Directions: In the entries that follow, the first line to write out is the one containing "pub use layout::TileLayout;", and the last is the one containing "dimensions must be". Reproduce that stretch exactly, with nothing before or after it.

Records supplied:
· · ·

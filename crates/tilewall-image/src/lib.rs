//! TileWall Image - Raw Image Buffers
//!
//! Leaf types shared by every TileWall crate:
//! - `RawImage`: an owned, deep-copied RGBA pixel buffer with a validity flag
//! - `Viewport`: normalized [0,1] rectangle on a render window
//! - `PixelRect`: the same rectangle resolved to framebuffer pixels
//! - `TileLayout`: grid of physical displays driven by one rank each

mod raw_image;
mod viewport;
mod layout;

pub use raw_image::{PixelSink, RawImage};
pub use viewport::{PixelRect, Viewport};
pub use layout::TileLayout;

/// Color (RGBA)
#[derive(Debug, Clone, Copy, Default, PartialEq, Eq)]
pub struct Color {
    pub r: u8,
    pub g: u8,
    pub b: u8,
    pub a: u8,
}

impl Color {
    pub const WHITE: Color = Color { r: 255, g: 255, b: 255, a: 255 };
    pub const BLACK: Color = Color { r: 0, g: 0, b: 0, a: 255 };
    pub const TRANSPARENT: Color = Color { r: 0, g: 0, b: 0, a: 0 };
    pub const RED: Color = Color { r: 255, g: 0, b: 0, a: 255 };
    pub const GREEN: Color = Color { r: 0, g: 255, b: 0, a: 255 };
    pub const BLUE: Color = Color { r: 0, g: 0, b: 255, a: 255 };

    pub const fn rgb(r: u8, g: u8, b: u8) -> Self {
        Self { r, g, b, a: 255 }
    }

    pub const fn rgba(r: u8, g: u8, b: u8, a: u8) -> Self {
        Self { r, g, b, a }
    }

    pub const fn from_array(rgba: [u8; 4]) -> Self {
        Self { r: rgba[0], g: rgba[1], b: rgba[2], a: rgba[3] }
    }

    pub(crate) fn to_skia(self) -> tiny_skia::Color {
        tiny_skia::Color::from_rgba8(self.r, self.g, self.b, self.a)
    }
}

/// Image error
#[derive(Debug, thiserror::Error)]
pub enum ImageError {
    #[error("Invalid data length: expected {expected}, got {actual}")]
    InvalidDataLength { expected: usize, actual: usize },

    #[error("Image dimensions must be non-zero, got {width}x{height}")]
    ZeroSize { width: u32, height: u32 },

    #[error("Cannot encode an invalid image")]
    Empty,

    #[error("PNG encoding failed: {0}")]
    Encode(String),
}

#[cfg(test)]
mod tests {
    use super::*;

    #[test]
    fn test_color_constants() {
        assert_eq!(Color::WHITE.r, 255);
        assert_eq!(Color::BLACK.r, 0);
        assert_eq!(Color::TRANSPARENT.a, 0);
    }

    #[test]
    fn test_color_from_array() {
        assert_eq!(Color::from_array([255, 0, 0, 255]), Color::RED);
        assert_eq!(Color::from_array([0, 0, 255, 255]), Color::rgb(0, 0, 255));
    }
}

· · ·

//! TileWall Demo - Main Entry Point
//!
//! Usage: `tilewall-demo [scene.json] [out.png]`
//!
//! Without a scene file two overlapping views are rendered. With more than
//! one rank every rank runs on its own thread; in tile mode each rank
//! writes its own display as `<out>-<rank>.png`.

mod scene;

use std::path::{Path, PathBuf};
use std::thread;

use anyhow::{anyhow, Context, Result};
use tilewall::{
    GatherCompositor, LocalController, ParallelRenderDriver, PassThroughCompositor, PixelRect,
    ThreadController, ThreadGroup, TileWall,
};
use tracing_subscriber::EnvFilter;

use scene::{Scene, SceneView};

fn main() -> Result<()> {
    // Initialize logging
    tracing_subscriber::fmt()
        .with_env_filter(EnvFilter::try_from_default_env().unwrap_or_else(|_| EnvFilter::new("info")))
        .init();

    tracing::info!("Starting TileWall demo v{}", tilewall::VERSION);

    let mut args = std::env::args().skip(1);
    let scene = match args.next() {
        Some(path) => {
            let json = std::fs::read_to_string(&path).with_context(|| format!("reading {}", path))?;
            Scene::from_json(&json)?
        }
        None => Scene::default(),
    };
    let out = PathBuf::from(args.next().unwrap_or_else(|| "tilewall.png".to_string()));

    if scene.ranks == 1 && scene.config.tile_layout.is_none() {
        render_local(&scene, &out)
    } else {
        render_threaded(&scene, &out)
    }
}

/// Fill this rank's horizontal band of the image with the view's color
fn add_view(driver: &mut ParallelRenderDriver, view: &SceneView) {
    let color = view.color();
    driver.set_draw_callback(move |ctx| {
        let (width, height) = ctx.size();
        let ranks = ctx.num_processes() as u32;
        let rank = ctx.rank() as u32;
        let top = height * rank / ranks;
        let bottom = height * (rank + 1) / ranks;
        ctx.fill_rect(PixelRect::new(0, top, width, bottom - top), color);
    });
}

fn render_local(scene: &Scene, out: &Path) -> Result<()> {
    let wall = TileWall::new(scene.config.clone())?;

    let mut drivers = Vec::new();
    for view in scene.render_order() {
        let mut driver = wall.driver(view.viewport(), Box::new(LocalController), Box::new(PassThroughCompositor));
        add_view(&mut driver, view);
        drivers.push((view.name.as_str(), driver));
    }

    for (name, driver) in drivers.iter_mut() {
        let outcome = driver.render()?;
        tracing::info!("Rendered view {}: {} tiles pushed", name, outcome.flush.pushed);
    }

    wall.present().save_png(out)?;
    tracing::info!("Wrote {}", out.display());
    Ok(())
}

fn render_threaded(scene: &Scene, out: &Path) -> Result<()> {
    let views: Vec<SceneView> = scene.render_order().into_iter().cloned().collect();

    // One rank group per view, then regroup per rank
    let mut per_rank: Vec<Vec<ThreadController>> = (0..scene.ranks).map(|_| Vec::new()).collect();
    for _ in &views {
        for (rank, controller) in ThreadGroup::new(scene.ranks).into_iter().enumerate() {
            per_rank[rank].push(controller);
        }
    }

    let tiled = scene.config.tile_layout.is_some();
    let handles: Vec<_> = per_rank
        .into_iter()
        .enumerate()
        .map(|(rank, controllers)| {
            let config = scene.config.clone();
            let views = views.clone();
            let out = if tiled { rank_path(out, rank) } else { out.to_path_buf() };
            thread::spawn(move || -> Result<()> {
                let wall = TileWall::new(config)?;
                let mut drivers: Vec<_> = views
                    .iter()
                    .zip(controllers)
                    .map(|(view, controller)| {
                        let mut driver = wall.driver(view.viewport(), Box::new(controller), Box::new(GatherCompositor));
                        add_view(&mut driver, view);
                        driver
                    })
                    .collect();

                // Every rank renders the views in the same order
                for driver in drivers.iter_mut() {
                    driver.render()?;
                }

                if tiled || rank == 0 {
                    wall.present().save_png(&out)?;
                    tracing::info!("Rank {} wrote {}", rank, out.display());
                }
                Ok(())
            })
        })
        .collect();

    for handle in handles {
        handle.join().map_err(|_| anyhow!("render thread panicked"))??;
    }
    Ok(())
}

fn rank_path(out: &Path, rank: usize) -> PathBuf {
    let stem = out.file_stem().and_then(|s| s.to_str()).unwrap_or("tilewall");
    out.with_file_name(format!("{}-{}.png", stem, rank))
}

· · ·

Result of the task:
pub use layout::TileLayout;

/// Color (RGBA)
#[derive(Debug, Clone, Copy, Default, PartialEq, Eq)]
pub struct Color {
    pub r: u8,
    pub g: u8,
    pub b: u8,
    pub a: u8,
}

impl Color {
    pub const WHITE: Color = Color { r: 255, g: 255, b: 255, a: 255 };
    pub const BLACK: Color = Color { r: 0, g: 0, b: 0, a: 255 };
    pub const TRANSPARENT: Color = Color { r: 0, g: 0, b: 0, a: 0 };
    pub const RED: Color = Color { r: 255, g: 0, b: 0, a: 255 };
    pub const GREEN: Color = Color { r: 0, g: 255, b: 0, a: 255 };
    pub const BLUE: Color = Color { r: 0, g: 0, b: 255, a: 255 };

    pub const fn rgb(r: u8, g: u8, b: u8) -> Self {
        Self { r, g, b, a: 255 }
    }

    pub const fn rgba(r: u8, g: u8, b: u8, a: u8) -> Self {
        Self { r, g, b, a }
    }

    pub const fn from_array(rgba: [u8; 4]) -> Self {
        Self { r: rgba[0], g: rgba[1], b: rgba[2], a: rgba[3] }
    }

    pub(crate) fn to_skia(self) -> tiny_skia::Color {
        tiny_skia::Color::from_rgba8(self.r, self.g, self.b, self.a)
    }
}

/// Image error
#[derive(Debug, thiserror::Error)]
pub enum ImageError {
    #[error("Invalid data length: expected {expected}, got {actual}")]
    InvalidDataLength { expected: usize, actual: usize },

    #[error("Image dimensions must be non-zero, got {width}x{height}")]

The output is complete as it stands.